Days after the US State Department warned Turkey over its gas reserves exploration and drilling plans in waters between Cyprus and Greece, which Athens has declared 'illegal' given it cuts into Greece's Exclusive Economic Zone (EEZ), the European Union has also put Turkey on notice, warning it could move forward with sanctions.
French President Emmanuel Macron said late this week that it's "not acceptable for the maritime space of a European Union member state to be violated or threatened" and called for sanctions if it moves forward. On Tuesday a US State Department statement demanded that Turkey back down from its drilling plans which have put the Greek Navy on "high alert" - given Turkish exploration ships are already in or near Greek waters.
Greek media sources are now reporting that Turkey through its embassy in Washington DC has informed the Americans that it plans to proceed unimpeded with its drilling research with the Oruc Reis vessel in the disputed eastern Mediterranean waters.

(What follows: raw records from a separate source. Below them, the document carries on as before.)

//! Gas channel regulation.
//!
//! One [`GasRegulator`] drives one solenoid valve. A non-inverted channel
//! injects gas (CO2: dose while the reading is *below* setpoint); an inverted
//! channel displaces it (O2 purged with N2: dose while the reading is *above*
//! setpoint).
//!
//! Each tick is evaluated in strict priority order:
//!
//! 1. **Continuous**: reading past `setpoint * th_continuous`, valve held on
//! 2. **Idle**: reading outside the pulse band, valve off
//! 3. **Rate suppression**: reading already improving faster than
//!    `rise_suppression` per second, valve off
//! 4. **Refractory**: less than the settle time since the last pulse closed,
//!    valve off
//! 5. **Pulse**: open for the pulse-on time, then close and start a new
//!    refractory period
//!
//! During the first `startup_soft_secs` of the run the startup pulse-on and
//! settle durations replace the steady-state ones.

use serde::{Deserialize, Serialize};
use tracing::debug;

use inc_core::rate_of_change;

use crate::actuator::{ActuatorBand, SharedActuator};
use crate::error::{ControlError, ControlResult};

/// Configuration of one gas channel.
///
/// Thresholds are fractions of `setpoint`. Injected channels need
/// `th_continuous < th_pulse < th_stop`; inverted channels the reverse.
#[derive(Debug, Clone, PartialEq, Serialize, Deserialize)]
pub struct RegulatorConfig {
    pub setpoint: f64,
    pub invert: bool,
    pub th_continuous: f64,
    pub th_pulse: f64,
    /// Past this level (on the far side of setpoint) the channel is overshooting.
    pub th_stop: f64,
    pub pulse_on_s: f64,
    pub settle_s: f64,
    pub startup_soft_secs: f64,
    pub startup_pulse_on_s: f64,
    pub startup_settle_s: f64,
    /// Improvement rate (units per second) above which dosing pauses.
    pub rise_suppression: f64,
}

impl RegulatorConfig {
    pub fn validate(&self) -> ControlResult<()> {
        if !(self.setpoint.is_finite() && self.setpoint > 0.0) {
            return Err(ControlError::InvalidArg {
                what: "gas setpoint must be positive",
            });
        }
        let thresholds = [self.th_continuous, self.th_pulse, self.th_stop];
        if thresholds.iter().any(|t| !t.is_finite()) {
            return Err(ControlError::InvalidArg {
                what: "gas thresholds must be finite",
            });
        }
        let ordered = if self.invert {
            self.th_continuous > self.th_pulse && self.th_pulse > self.th_stop
        } else {
            self.th_continuous < self.th_pulse && self.th_pulse < self.th_stop
        };
        if !ordered {
            return Err(ControlError::InvalidArg {
                what: "gas thresholds out of order for channel direction",
            });
        }
        let timing = [
            self.pulse_on_s,
            self.settle_s,
            self.startup_soft_secs,
            self.startup_pulse_on_s,
            self.startup_settle_s,
            self.rise_suppression,
        ];
        if timing.iter().any(|t| !t.is_finite() || *t < 0.0) {
            return Err(ControlError::InvalidArg {
                what: "gas timing parameters must be finite and non-negative",
            });
        }
        Ok(())
    }

    fn in_startup(&self, now: f64) -> bool {
        now < self.startup_soft_secs
    }

    /// Pulse-on duration applicable at `now`.
    pub fn pulse_on_at(&self, now: f64) -> f64 {
        if self.in_startup(now) {
            self.startup_pulse_on_s
        } else {
            self.pulse_on_s
        }
    }

    /// Settle duration applicable at `now`.
    pub fn settle_at(&self, now: f64) -> f64 {
        if self.in_startup(now) {
            self.startup_settle_s
        } else {
            self.settle_s
        }
    }

    /// Whether `val` is past `setpoint * fraction` in the dosing direction.
    fn past(&self, val: f64, fraction: f64) -> bool {
        let level = self.setpoint * fraction;
        if self.invert { val > level } else { val < level }
    }
}

/// Mutable state owned by one regulator.
///
/// `pulse_started_s` is `Some` exactly while the valve is open for a pulse
/// (as opposed to held open in continuous mode).
#[derive(Debug, Clone, PartialEq, Serialize, Deserialize)]
pub struct GasRegulatorState {
    pub last_pulse_end_s: f64,
    pub last_value: Option<f64>,
    pub last_sample_s: Option<f64>,
    pub valve_on: bool,
    pub pulse_started_s: Option<f64>,
}

impl Default for GasRegulatorState {
    fn default() -> Self {
        // Engine start counts as a pulse end, so a fresh start (or a restart
        // after a fault) waits out one settle period before dosing.
        Self {
            last_pulse_end_s: 0.0,
            last_value: None,
            last_sample_s: None,
            valve_on: false,
            pulse_started_s: None,
        }
    }
}

/// Continuous/pulse/off state machine for one gas channel.
pub struct GasRegulator {
    name: String,
    config: RegulatorConfig,
    actuator: SharedActuator,
    state: GasRegulatorState,
}

impl GasRegulator {
    pub fn new(
        name: impl Into<String>,
        config: RegulatorConfig,
        actuator: SharedActuator,
    ) -> ControlResult<Self> {
        config.validate()?;
        Ok(Self {
            name: name.into(),
            config,
            actuator,
            state: GasRegulatorState::default(),
        })
    }

    /// Run one tick of the state machine and drive the valve.
    ///
    /// Returns the band the channel was regulated in this tick.
    pub fn update(&mut self, val: f64, now: f64) -> ControlResult<ActuatorBand> {
        let rate = match (self.state.last_value, self.state.last_sample_s) {
            (Some(prev), Some(prev_t)) => rate_of_change(prev, prev_t, val, now),
            _ => 0.0,
        };
        self.state.last_value = Some(val);
        self.state.last_sample_s = Some(now);

        if self.is_continuous(val) {
            self.state.pulse_started_s = None;
            self.drive(true)?;
            debug!(channel = %self.name, val, "continuous");
            return Ok(ActuatorBand::Continuous);
        }

        if !self.in_pulse_band(val) {
            self.close(now)?;
            return Ok(ActuatorBand::Off);
        }

        if self.improving_faster_than_limit(rate) {
            debug!(channel = %self.name, val, rate, "dosing suppressed, already correcting");
            self.close(now)?;
            return Ok(ActuatorBand::Pulse);
        }

        let settle = self.config.settle_at(now);
        if now - self.state.last_pulse_end_s < settle {
            self.close(now)?;
            return Ok(ActuatorBand::Pulse);
        }

        match (self.state.valve_on, self.state.pulse_started_s) {
            (false, _) => {
                self.drive(true)?;
                self.state.pulse_started_s = Some(now);
                debug!(channel = %self.name, val, now, "pulse started");
            }
            (true, Some(started)) => {
                // Duration is fixed when the pulse opens
                if now - started >= self.config.pulse_on_at(started) {
                    self.close(now)?;
                    debug!(channel = %self.name, val, now, "pulse ended");
                } else {
                    self.drive(true)?;
                }
            }
            // Valve still open from continuous mode: treat it as a pulse that
            // just ended so the refractory period applies.
            (true, None) => self.close(now)?,
        }
        Ok(ActuatorBand::Pulse)
    }

    /// Close the valve immediately.
    ///
    /// Idempotent. A pulse cut short here counts as ended at the last sample
    /// time, so the next pulse still waits out the refractory period.
    pub fn force_off(&mut self) -> ControlResult<()> {
        let end = self.state.last_sample_s;
        self.close_at(end)
    }

    /// Close the valve at `now` without regulating, e.g. while another
    /// channel overrides this one. An open pulse ends at `now`.
    pub fn force_off_at(&mut self, now: f64) -> ControlResult<()> {
        self.close(now)
    }

    /// Reading is past the continuous threshold.
    pub fn is_continuous(&self, val: f64) -> bool {
        self.config.past(val, self.config.th_continuous)
    }

    /// Reading is inside the pulse band (or beyond it).
    pub fn in_pulse_band(&self, val: f64) -> bool {
        self.config.past(val, self.config.th_pulse)
    }

    /// Reading has gone past `setpoint * th_stop` on the far side of setpoint.
    pub fn is_overshoot(&self, val: f64) -> bool {
        let level = self.config.setpoint * self.config.th_stop;
        if self.config.invert {
            val < level
        } else {
            val > level
        }
    }

    /// Display classification, independent of actuation.
    pub fn color(&self, val: f64) -> ActuatorBand {
        if self.is_continuous(val) {
            ActuatorBand::Continuous
        } else if self.in_pulse_band(val) {
            ActuatorBand::Pulse
        } else {
            ActuatorBand::Off
        }
    }

    pub fn is_valve_open(&self) -> bool {
        self.state.valve_on
    }

    pub fn state(&self) -> &GasRegulatorState {
        &self.state
    }

    pub fn config(&self) -> &RegulatorConfig {
        &self.config
    }

    pub fn name(&self) -> &str {
        &self.name
    }

    pub fn actuator(&self) -> &SharedActuator {
        &self.actuator
    }

    fn improving_faster_than_limit(&self, rate: f64) -> bool {
        // Injected channels improve by rising, displaced channels by falling
        let improvement = if self.config.invert { -rate } else { rate };
        improvement > self.config.rise_suppression
    }

    fn drive(&mut self, on: bool) -> ControlResult<()> {
        self.actuator.set(on)?;
        self.state.valve_on = on;
        Ok(())
    }

    fn close(&mut self, now: f64) -> ControlResult<()> {
        self.close_at(Some(now))
    }

    fn close_at(&mut self, end_s: Option<f64>) -> ControlResult<()> {
        let was_open = self.state.valve_on;
        self.drive(false)?;
        if was_open {
            if let Some(end) = end_s {
                self.state.last_pulse_end_s = self.state.last_pulse_end_s.max(end);
            }
        }
        self.state.pulse_started_s = None;
        Ok(())
    }
}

“We urge Turkish authorities to halt any plans for operations and to avoid steps that raise tensions in the region,” the statement said. And Greece's foreign ministry said it clearly violates the country's sovereignty and that it stands ready to defend its territory.

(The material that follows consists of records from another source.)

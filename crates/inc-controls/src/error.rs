//! Error types for regulation.

use thiserror::Error;

/// Result type for regulation operations.
pub type ControlResult<T> = Result<T, ControlError>;

/// Errors that can occur while configuring or running a regulator.
#[derive(Debug, Error, Clone, PartialEq)]
pub enum ControlError {
    /// Invalid argument provided to a constructor.
    #[error("Invalid argument: {what}")]
    InvalidArg { what: &'static str },

    /// An actuator write did not take effect. Always fatal to the cycle.
    #[error("Actuator write failed on {actuator}: {reason}")]
    ActuatorWrite { actuator: String, reason: String },
}

impl ControlError {
    /// Whether this error means actuator state can no longer be trusted.
    pub fn is_actuator_fault(&self) -> bool {
        matches!(self, Self::ActuatorWrite { .. })
    }
}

Turkey has so far rejected all demands from the US, EU, Greece and Cyprus that it back down. Turkey's Daily Sabah newspaper cited President Erdogan's office as follows:
Turkey rejects Greece's "maximalist" objectives in the Eastern Mediterranean, which lack a legal basis and disregards logic, Presidential Spokesperson Ibrahim Kalın said Thursday.
Kalın highlighted that Turkey opposes the rhetoric of threats and favors an equal distribution of resources.

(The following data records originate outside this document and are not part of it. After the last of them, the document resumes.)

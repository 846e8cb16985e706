use std::path::PathBuf;

use inc_project::schema::*;
use inc_project::{ProjectError, ValidationError, from_yaml_str, validate_config};

fn base_config() -> IncubatorConfig {
    IncubatorConfig {
        read_interval_s: 0.5,
        restart_backoff_s: 5.0,
        gpio: GpioDef {
            heaters: vec![5, 6, 13],
            o2_pin: 20,
            co2_pin: 21,
        },
        serial: SerialDef {
            baud: 9600,
            timeout_s: 1.0,
            open_settle_s: 0.5,
            o2: SerialPortDef {
                port: PathBuf::from("/dev/ttyUSB0"),
                cmd: "%".to_string(),
                scale: 0.001,
            },
            co2: SerialPortDef {
                port: PathBuf::from("/dev/ttyUSB1"),
                cmd: "Z".to_string(),
                scale: 0.001,
            },
        },
        onewire: OneWireDef::default(),
        sensors: SensorsDef::default(),
        heater: HeaterDef {
            setpoint: 37.0,
            threshold: 0.98,
            pid: PidDef {
                kp: 0.8,
                ki: 0.02,
                kd: 0.5,
            },
        },
        o2: GasChannelDef {
            setpoint: 2.0,
            invert: true,
            thresholds: ThresholdsDef {
                continuous: 1.5,
                pulse: 1.1,
                stop: 0.9,
            },
            timing: GasTimingDef::default(),
        },
        co2: GasChannelDef {
            setpoint: 5.0,
            invert: false,
            thresholds: ThresholdsDef {
                continuous: 0.75,
                pulse: 0.9,
                stop: 1.1,
            },
            timing: GasTimingDef::default(),
        },
    }
}

fn invalid_field(config: &IncubatorConfig) -> String {
    match validate_config(config) {
        Err(ValidationError::InvalidValue { field, .. }) => field,
        other => panic!("expected InvalidValue, got {other:?}"),
    }
}

#[test]
fn base_config_is_valid() {
    validate_config(&base_config()).unwrap();
}

#[test]
fn rejects_non_positive_setpoint() {
    let mut config = base_config();
    config.co2.setpoint = 0.0;
    assert_eq!(invalid_field(&config), "co2.setpoint");

    let mut config = base_config();
    config.heater.setpoint = f64::NAN;
    assert_eq!(invalid_field(&config), "heater.setpoint");
}

#[test]
fn rejects_misordered_injected_thresholds() {
    let mut config = base_config();
    config.co2.thresholds.pulse = 0.7;
    assert_eq!(invalid_field(&config), "co2.thresholds");
}

#[test]
fn rejects_misordered_inverted_thresholds() {
    let mut config = base_config();
    config.o2.thresholds = ThresholdsDef {
        continuous: 0.9,
        pulse: 1.1,
        stop: 1.5,
    };
    assert_eq!(invalid_field(&config), "o2.thresholds");
}

#[test]
fn rejects_wrong_channel_direction() {
    let mut config = base_config();
    config.o2.invert = false;
    assert_eq!(invalid_field(&config), "o2.invert");
}

#[test]
fn rejects_negative_timing() {
    let mut config = base_config();
    config.o2.timing.settle_s = -1.0;
    assert_eq!(invalid_field(&config), "o2.timing.settle_s");
}

#[test]
fn rejects_zero_read_interval() {
    let mut config = base_config();
    config.read_interval_s = 0.0;
    assert_eq!(invalid_field(&config), "read_interval_s");
}

#[test]
fn rejects_unbounded_delays() {
    let mut config = base_config();
    config.read_interval_s = 1e19;
    assert_eq!(invalid_field(&config), "read_interval_s");

    let mut config = base_config();
    config.restart_backoff_s = 1e19;
    assert_eq!(invalid_field(&config), "restart_backoff_s");

    let mut config = base_config();
    config.serial.timeout_s = 1e19;
    assert_eq!(invalid_field(&config), "serial.timeout_s");

    let mut config = base_config();
    config.read_interval_s = 3600.0;
    assert!(validate_config(&config).is_ok());
}

#[test]
fn rejects_zero_max_failures() {
    let mut config = base_config();
    config.sensors.max_failures = 0;
    assert_eq!(invalid_field(&config), "sensors.max_failures");
}

#[test]
fn rejects_empty_heater_bank() {
    let mut config = base_config();
    config.gpio.heaters.clear();
    assert_eq!(invalid_field(&config), "gpio.heaters");
}

#[test]
fn rejects_shared_pin() {
    let mut config = base_config();
    config.gpio.co2_pin = 13;
    assert!(matches!(
        validate_config(&config),
        Err(ValidationError::DuplicateId { id, .. }) if id == "13"
    ));
}

#[test]
fn rejects_shared_serial_port() {
    let mut config = base_config();
    config.serial.co2.port = config.serial.o2.port.clone();
    assert!(matches!(
        validate_config(&config),
        Err(ValidationError::DuplicateId { .. })
    ));
}

#[test]
fn missing_threshold_key_is_a_parse_error() {
    let yaml = serde_yaml::to_string(&base_config())
        .unwrap()
        .replace("    stop: 1.1\n", "");
    assert!(matches!(from_yaml_str(&yaml), Err(ProjectError::Yaml(_))));
}

#[test]
fn converts_to_regulator_configs() {
    let config = base_config();

    let heater = config.heater_config();
    assert_eq!(heater.setpoint, 37.0);
    assert_eq!(heater.output_limits, (0.0, 1.0));
    assert_eq!(heater.pid.kd, 0.5);

    let o2 = config.gas_config(GasChannel::O2);
    assert!(o2.invert);
    assert_eq!(o2.th_continuous, 1.5);
    assert_eq!(o2.startup_soft_secs, 300.0);
    o2.validate().unwrap();

    let co2 = config.gas_config(GasChannel::Co2);
    assert!(!co2.invert);
    assert_eq!(co2.th_stop, 1.1);
    co2.validate().unwrap();
}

The Greek side's "maximalist" position claims that the island of Kastellorizo (Meis in Turkish)-only 2 kilometers from the Turkish shore, but about 580 km away from the Greek mainland-"should have a 40,000 square km continental shelf area, which is almost like half of Turkey's Gulf of Antalya," Kalın told an online policy briefing by the European Policy Centre in cooperation with the Foreign Economic Relations Board of Turkey (DEIK).
Turkey has claimed that it's "well within its rights" amid the gas exploration and drilling.
Though Turkish media has claimed the Oruc Reis vessel has already commenced with its mission in the disputed waters, a number of analysts have cried foul, citing that it hasn't actually left port, given Ankara may be taking Greek threats of military action seriously:
That's really weird since the #OruçReis seems anchored right outside the port of Antalya, nowhere near the illegal NAVTEX issued by Turkey a few days ago. https://t.co/9dxHUgx1UK https://t.co/5IO834MRqD pic.twitter.com/UaXpPi4dnX— The Greek Analyst (@GreekAnalyst) July 25, 2020
Turkey has used its claims over northern Cyprus, or the so-called "Turkish Republic of Northern Cyprus," to say it can drill in waters encircling the entire island.
Analysts have feared the additional deployment of naval forces by both sides amid the dispute could easily lead to a break out into war.
This is the geographical / legal distribution of the EEZs of Turkey (red) and Greece (brighter blue).— Julian Röpcke (@JulianRoepcke) July 21, 2020
No surprise, Turkey is extremely p*ssed at the situation.
However explorations and drillings without the consent of its EEZ neighbors is surely not the answer to the problem ... pic.twitter.com/dh6kltzNB7
A new statement issued by US Ambassador to Greece Geoffrey Pyatt hinted at just such a scenario of military confrontation on the high seas.
"I want to echo the clear message from Washington and elsewhere in Europe, urging Turkish authorities to halt operations that raise tensions in the region, such as plans to survey for natural resources in areas where Greece and Cyprus assert jurisdiction in the eastern Mediterranean," he said.